Japan's exports rose steadily in November from a year earlier but shipments to the United States fell for the third straight month, reinforcing worries that slower U.S. growth will have a broader impact on Japan's economy next year.
The data, coming hours ahead of a Bank of Japan decision on interest rates, underlined the prevalent view that the BOJ will hold off from raising rates until around mid-2008, in part because of the global credit market crisis.
"While shipments to the United States and the EU are slowing, exports to Asia remain firm," said Takeshi Minami, chief economist at Norinchukin Research Institute.
"But if the United States and EU begin to have difficulties absorbing imports from overseas, that could start hurting Asian economies. We need to watch out for that next year," he added.
Overall exports rose 9.7 percent from a year earlier, data from the Ministry of Finance showed on Thursday, short of a consensus market forecast of a 10.5 percent rise.
Imports rose 13.2 percent, more than expected, as higher crude oil prices pushed up oil imports sharply.
As a result, Japan's trade surplus fell 12.2 percent to 797.4 billion yen ($7.04 billion). That was below economists' median forecast for a 1.0 percent rise, although almost half of economists polled last week saw a contraction in the surplus.
Naoki Iizuka, senior economist at Mizuho Securities, pointed to a steady 11.5 percent annual rise in export volume, but he remained skeptical about the outlook for Japan's exports.
"I expect their pace of growth to slow from now on, mainly due to slower U.S. growth in the wake of subprime mortgage problems and a stronger yen compared with about six months ago," Iizuka said.
Firm shipments to Europe and Asia have been offseting continued declines in exports to the United States, but some economists noted signs that the pace of rises in exports to Europe and China is gradually slowing.
Exports to the United States fell 6.0 percent from a year earlier, marking the third straight month of annual declines.
Shipments to China, which is likely to overtake the United States as Japan's largest export destination this year, jumped 13.7 percent. But the pace of rises is slower than the annual increases of more than 20 percent marked earlier this year.
Financial markets reacted little to the trade data.
While expecting that the BOJ will keep interest rates on hold at 0.5 percent later in the day, investors will pay close attention to what BOJ Governor Toshihiko Fukui says about lingering uncertainty surrounding the global economy at a news conference expected from 3:30 p.m.
The BOJ has long said it will raise rates gradually, as keeping its current ultra-low policy rate of 0.5 percent may lead to overheating in the economy in the long term.

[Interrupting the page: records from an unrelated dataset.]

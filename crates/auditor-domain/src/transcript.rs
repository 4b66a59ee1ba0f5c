//! Accumulated model output

/// The model's answer, built from streamed fragments
///
/// Fragments are appended in the order they arrive; the final text is their
/// plain concatenation. Empty fragments (chunks carrying no text) are ignored.
///
/// # Examples
///
/// ```
/// use auditor_domain::Transcript;
///
/// let mut transcript = Transcript::new();
/// transcript.push("Hello, ");
/// transcript.push("");
/// transcript.push("world.");
/// assert_eq!(transcript.as_str(), "Hello, world.");
/// assert_eq!(transcript.fragment_count(), 2);
/// ```
#[derive(Debug, Clone, Default, PartialEq, Eq)]
pub struct Transcript {
    text: String,
    fragment_count: usize,
}

impl Transcript {
    /// Create an empty transcript
    pub fn new() -> Self {
        Self::default()
    }

    /// Append a fragment. Returns false if the fragment was empty and skipped.
    pub fn push(&mut self, fragment: &str) -> bool {
        if fragment.is_empty() {
            return false;
        }
        self.text.push_str(fragment);
        self.fragment_count += 1;
        true
    }

    /// Text received so far
    pub fn as_str(&self) -> &str {
        &self.text
    }

    /// Number of non-empty fragments received
    pub fn fragment_count(&self) -> usize {
        self.fragment_count
    }

    /// Length of the text in bytes
    pub fn len(&self) -> usize {
        self.text.len()
    }

    /// True until the first non-empty fragment arrives
    pub fn is_empty(&self) -> bool {
        self.text.is_empty()
    }

    /// Consume the transcript, returning the text
    pub fn into_string(self) -> String {
        self.text
    }
}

But worries over a global credit squeeze and slowing U.S. growth have kept the BOJ from tightening since it last raised rates in February.
Economists expect the central bank to stand pat on policy until well into next year as the deepening global credit crisis and worsening domestic business sentiment have made Japan's growth prospects less promising than previously thought.
With rates seen on hold, the BOJ's board members are likely to focus their debate on whether the bank's thesis -- that corporate strength on the back of solid growth in the world will lead the economy and spill over to households -- still holds true.
A Reuters survey released earlier on Thursday showed that sentiment among Japanese manufacturers worsened in December from the previous month, partly on volatile financial markets and rising raw material prices.
The Reuters Tankan, a monthly survey of leading Japanese firms, produced an index of plus 21 for manufacturing firms in December, down from plus 23 in November and matching a two-year low hit in October.